What have you seen, they wonder, in your walking?
That they missed when they slept and loved and took their shits
in invisible tethered lusts which ended up being perfectly
comfortable, and baiting the night to sing moons a small matter

now? What remains of it, or will? When such matter
as makes our throat reforms without us? Masterpieces
they say, may last some years longer than the body, perfect
in the sense of their time, yet no more than I
do they resist the final gong which sings without us, shits
a final period on the song, its reverberation walking

into empty space with no one to hear it. Walking
and carelessly disappearing. The old koan: does it matter
the sound a falling tree makes or doesn't make? Just shits
and giggles then: in one's walking as one's apathy, masterpiece
might be a million things, just to do what sounds perfectly
agreeable instead of merely poetic. But how to stop the eye

from seeing all disfigured stars? What if I
want to dwell here, in this pulsing half-thought, walking
only to and from the beach, sad, yet with the perfect
moon in my pocket, the inexpressible matters
nibbled and hinted at, my own idea of a masterpiece
in the known crinkles of my hands, even if it's bullshit?

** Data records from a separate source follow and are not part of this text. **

// A MessagePack serialization engine for statically described object
// graphs. Callers supply a shape Provider describing each user type; the
// engine compiles each shape into a cached converter which reads and
// writes the dynamic Value representation, under the policies of an
// immutable SerializerOptions bundle.
//
// The Serializer is the facade: it owns the converter cache (swapped
// wholesale on any reconfiguration), the weak string-intern table, and the
// cross-call reference maps when that mode is configured. Each top-level
// call builds a context carrying the depth budget, cancellation token, and
// per-call reference state.

use bytes::Bytes;
use futures::io::AsyncWrite;
use futures::Stream;
use msgpack::{Reader, Writer};
use shape::{Provider, ShapeId, Value};
use std::io;
use std::sync::{Arc, Mutex};
use tokio_util::sync::CancellationToken;

mod build;
mod cache;
mod context;
pub mod convert;
pub mod error;
mod intern;
pub mod options;

pub use context::{ReadCx, ReadRefs, WriteCx, WriteRefs};
pub use convert::{
    read_any, write_any, AsyncSink, AsyncSource, Comparer, Converter, DefaultComparer,
};
pub use error::{ConfigError, Error, Segment};
pub use options::{
    DeserializeDefaults, ExtensionCodes, GuidFormat, MultiDimFormat, ReferenceMode,
    SerializeDefaults, SerializerOptions, UnionRegistration,
};

use intern::InternTable;

pub struct Serializer {
    options: Arc<SerializerOptions>,
    cache: cache::ConverterCache,
    intern: Arc<InternTable>,
    shared_write_refs: Mutex<Option<WriteRefs>>,
    shared_read_refs: Mutex<Option<ReadRefs>>,
}

impl Default for Serializer {
    fn default() -> Serializer {
        Serializer::new(SerializerOptions::default())
    }
}

impl Serializer {
    pub fn new(options: SerializerOptions) -> Serializer {
        Serializer {
            options: Arc::new(options),
            cache: cache::ConverterCache::new(),
            intern: Arc::new(InternTable::new()),
            shared_write_refs: Mutex::new(None),
            shared_read_refs: Mutex::new(None),
        }
    }

    pub fn options(&self) -> &SerializerOptions {
        &self.options
    }

    /// Derive a Serializer with altered configuration. Converters are
    /// immutable once built, so the derived Serializer starts from a fresh
    /// cache.
    pub fn reconfigure(
        &self,
        alter: impl FnOnce(SerializerOptions) -> SerializerOptions,
    ) -> Serializer {
        Serializer::new(alter((*self.options).clone()))
    }

    /// The converter for a shape, building and memoizing on first use.
    pub fn converter(
        &self,
        provider: &Arc<Provider>,
        shape: ShapeId,
    ) -> Result<Arc<dyn Converter>, Error> {
        build::Builder {
            options: &self.options,
            provider,
            cache: &self.cache,
        }
        .converter(shape)
    }

    /// The JSON-schema fragment mirroring a shape's wire form.
    pub fn json_schema(
        &self,
        provider: &Arc<Provider>,
        shape: ShapeId,
    ) -> Result<serde_json::Value, Error> {
        Ok(self.converter(provider, shape)?.schema())
    }

    fn write_cx(&self, provider: &Arc<Provider>, cancel: &CancellationToken) -> WriteCx {
        let refs = match self.options.preserve_references {
            ReferenceMode::Off => None,
            ReferenceMode::PerCall => Some(WriteRefs::default()),
            ReferenceMode::CrossCall => Some(
                self.shared_write_refs
                    .lock()
                    .unwrap()
                    .take()
                    .unwrap_or_default(),
            ),
        };
        WriteCx::new(
            provider.clone(),
            self.options.max_depth,
            cancel.clone(),
            refs,
            self.options.intern_strings,
        )
    }

    fn finish_write_cx(&self, cx: WriteCx) {
        if self.options.preserve_references == ReferenceMode::CrossCall {
            *self.shared_write_refs.lock().unwrap() = cx.into_refs();
        }
    }

    fn read_cx(&self, provider: &Arc<Provider>, cancel: &CancellationToken) -> ReadCx {
        let refs = match self.options.preserve_references {
            ReferenceMode::Off => None,
            ReferenceMode::PerCall => Some(ReadRefs::default()),
            ReferenceMode::CrossCall => Some(
                self.shared_read_refs
                    .lock()
                    .unwrap()
                    .take()
                    .unwrap_or_default(),
            ),
        };
        ReadCx::new(
            provider.clone(),
            self.options.max_depth,
            cancel.clone(),
            refs,
            self.options.intern_strings.then(|| self.intern.clone()),
            self.options.intern_strings,
        )
    }

    fn finish_read_cx(&self, cx: ReadCx) {
        if self.options.preserve_references == ReferenceMode::CrossCall {
            *self.shared_read_refs.lock().unwrap() = cx.into_refs();
        }
    }

    /// Serialize a value to a complete in-memory payload.
    pub fn serialize(
        &self,
        provider: &Arc<Provider>,
        shape: ShapeId,
        value: &Value,
    ) -> Result<Vec<u8>, Error> {
        self.serialize_with(provider, shape, value, &CancellationToken::new())
    }

    pub fn serialize_with(
        &self,
        provider: &Arc<Provider>,
        shape: ShapeId,
        value: &Value,
        cancel: &CancellationToken,
    ) -> Result<Vec<u8>, Error> {
        self.serialize_inner(provider, shape, value, cancel)
            .map_err(|e| e.during("serialize"))
    }

    fn serialize_inner(
        &self,
        provider: &Arc<Provider>,
        shape: ShapeId,
        value: &Value,
        cancel: &CancellationToken,
    ) -> Result<Vec<u8>, Error> {
        if cancel.is_cancelled() {
            return Err(Error::Cancelled);
        }
        let converter = self.converter(provider, shape)?;
        let mut cx = self.write_cx(provider, cancel);
        let mut w = Writer::new();
        let outcome = converter.write(&mut w, value, &mut cx);
        self.finish_write_cx(cx);
        outcome?;
        Ok(w.into_vec())
    }

    /// Deserialize a complete in-memory payload. The payload must hold
    /// exactly one structure.
    pub fn deserialize(
        &self,
        provider: &Arc<Provider>,
        shape: ShapeId,
        payload: &[u8],
    ) -> Result<Value, Error> {
        self.deserialize_with(provider, shape, payload, &CancellationToken::new())
    }

    pub fn deserialize_with(
        &self,
        provider: &Arc<Provider>,
        shape: ShapeId,
        payload: &[u8],
        cancel: &CancellationToken,
    ) -> Result<Value, Error> {
        self.deserialize_inner(provider, shape, payload, cancel)
            .map_err(|e| e.during("deserialize"))
    }

    fn deserialize_inner(
        &self,
        provider: &Arc<Provider>,
        shape: ShapeId,
        payload: &[u8],
        cancel: &CancellationToken,
    ) -> Result<Value, Error> {
        if cancel.is_cancelled() {
            return Err(Error::Cancelled);
        }
        let converter = self.converter(provider, shape)?;
        let mut cx = self.read_cx(provider, cancel);
        let mut r = Reader::new(payload);
        let outcome = converter.read(&mut r, &mut cx);
        self.finish_read_cx(cx);
        let value = outcome?;
        if !r.is_at_end() {
            return Err(Error::invalid(format!(
                "{} trailing bytes after the value",
                r.remaining()
            )));
        }
        Ok(value)
    }

    /// Serialize into an async sink, flushing whenever buffered output
    /// crosses the configured threshold.
    pub async fn serialize_async<W>(
        &self,
        provider: &Arc<Provider>,
        shape: ShapeId,
        value: &Value,
        out: &mut W,
        cancel: &CancellationToken,
    ) -> Result<(), Error>
    where
        W: AsyncWrite + Unpin + Send,
    {
        self.serialize_async_inner(provider, shape, value, out, cancel)
            .await
            .map_err(|e| e.during("serialize"))
    }

    async fn serialize_async_inner<W>(
        &self,
        provider: &Arc<Provider>,
        shape: ShapeId,
        value: &Value,
        out: &mut W,
        cancel: &CancellationToken,
    ) -> Result<(), Error>
    where
        W: AsyncWrite + Unpin + Send,
    {
        if cancel.is_cancelled() {
            return Err(Error::Cancelled);
        }
        let converter = self.converter(provider, shape)?;
        let mut cx = self.write_cx(provider, cancel);
        let mut sink = AsyncSink::new(out, self.options.max_async_buffer, cancel.clone());
        let outcome = async {
            // Converters which stream (objects, collections, unions) flush
            // as they go; the rest serialize buffered and flush once.
            if converter.prefer_async() {
                converter.write_to(&mut sink, value, &mut cx).await?;
            } else {
                converter.write(sink.writer(), value, &mut cx)?;
            }
            sink.flush_all().await
        }
        .await;
        self.finish_write_cx(cx);
        outcome
    }

    /// Deserialize from a stream of byte chunks. The facade first buffers
    /// up to the configured budget; a source which completes within it
    /// takes the buffered fast path, otherwise decoding proceeds
    /// incrementally with cooperative suspension at every point the codec
    /// needs more bytes.
    pub async fn deserialize_async<S>(
        &self,
        provider: &Arc<Provider>,
        shape: ShapeId,
        source: S,
        cancel: &CancellationToken,
    ) -> Result<Value, Error>
    where
        S: Stream<Item = io::Result<Bytes>> + Send,
    {
        self.deserialize_async_inner(provider, shape, source, cancel)
            .await
            .map_err(|e| e.during("deserialize"))
    }

    async fn deserialize_async_inner<S>(
        &self,
        provider: &Arc<Provider>,
        shape: ShapeId,
        source: S,
        cancel: &CancellationToken,
    ) -> Result<Value, Error>
    where
        S: Stream<Item = io::Result<Bytes>> + Send,
    {
        if cancel.is_cancelled() {
            return Err(Error::Cancelled);
        }
        let converter = self.converter(provider, shape)?;
        let mut src = AsyncSource::new(source, cancel.clone());
        let complete = src.probe(self.options.max_async_buffer).await?;

        let mut cx = self.read_cx(provider, cancel);
        let outcome = if complete {
            let mut r = Reader::new(src.buffered());
            converter.read(&mut r, &mut cx).and_then(|value| {
                if r.is_at_end() {
                    Ok(value)
                } else {
                    Err(Error::invalid(format!(
                        "{} trailing bytes after the value",
                        r.remaining()
                    )))
                }
            })
        } else {
            converter.read_from(&mut src, &mut cx).await
        };
        self.finish_read_cx(cx);
        outcome
    }
}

Look, just as easily, I can shit or be perfect,
but nothing describes the masterpiece quite like walking
away. And how could it matter, anyway? I am an eye.


Jonathan Bowman is about to graduate from Naropa with a BA in Writing & Poetics. What's next? He has no idea. But he does know that he was born and raised in Austin, Texas and would like to take this chance to acknowledge the support of his family, without whom such an impractical career would be quite a bit more difficult. Also, he feels writing a miniature autobiography in 3rd person is very strange, like being a spy in the facts of his life.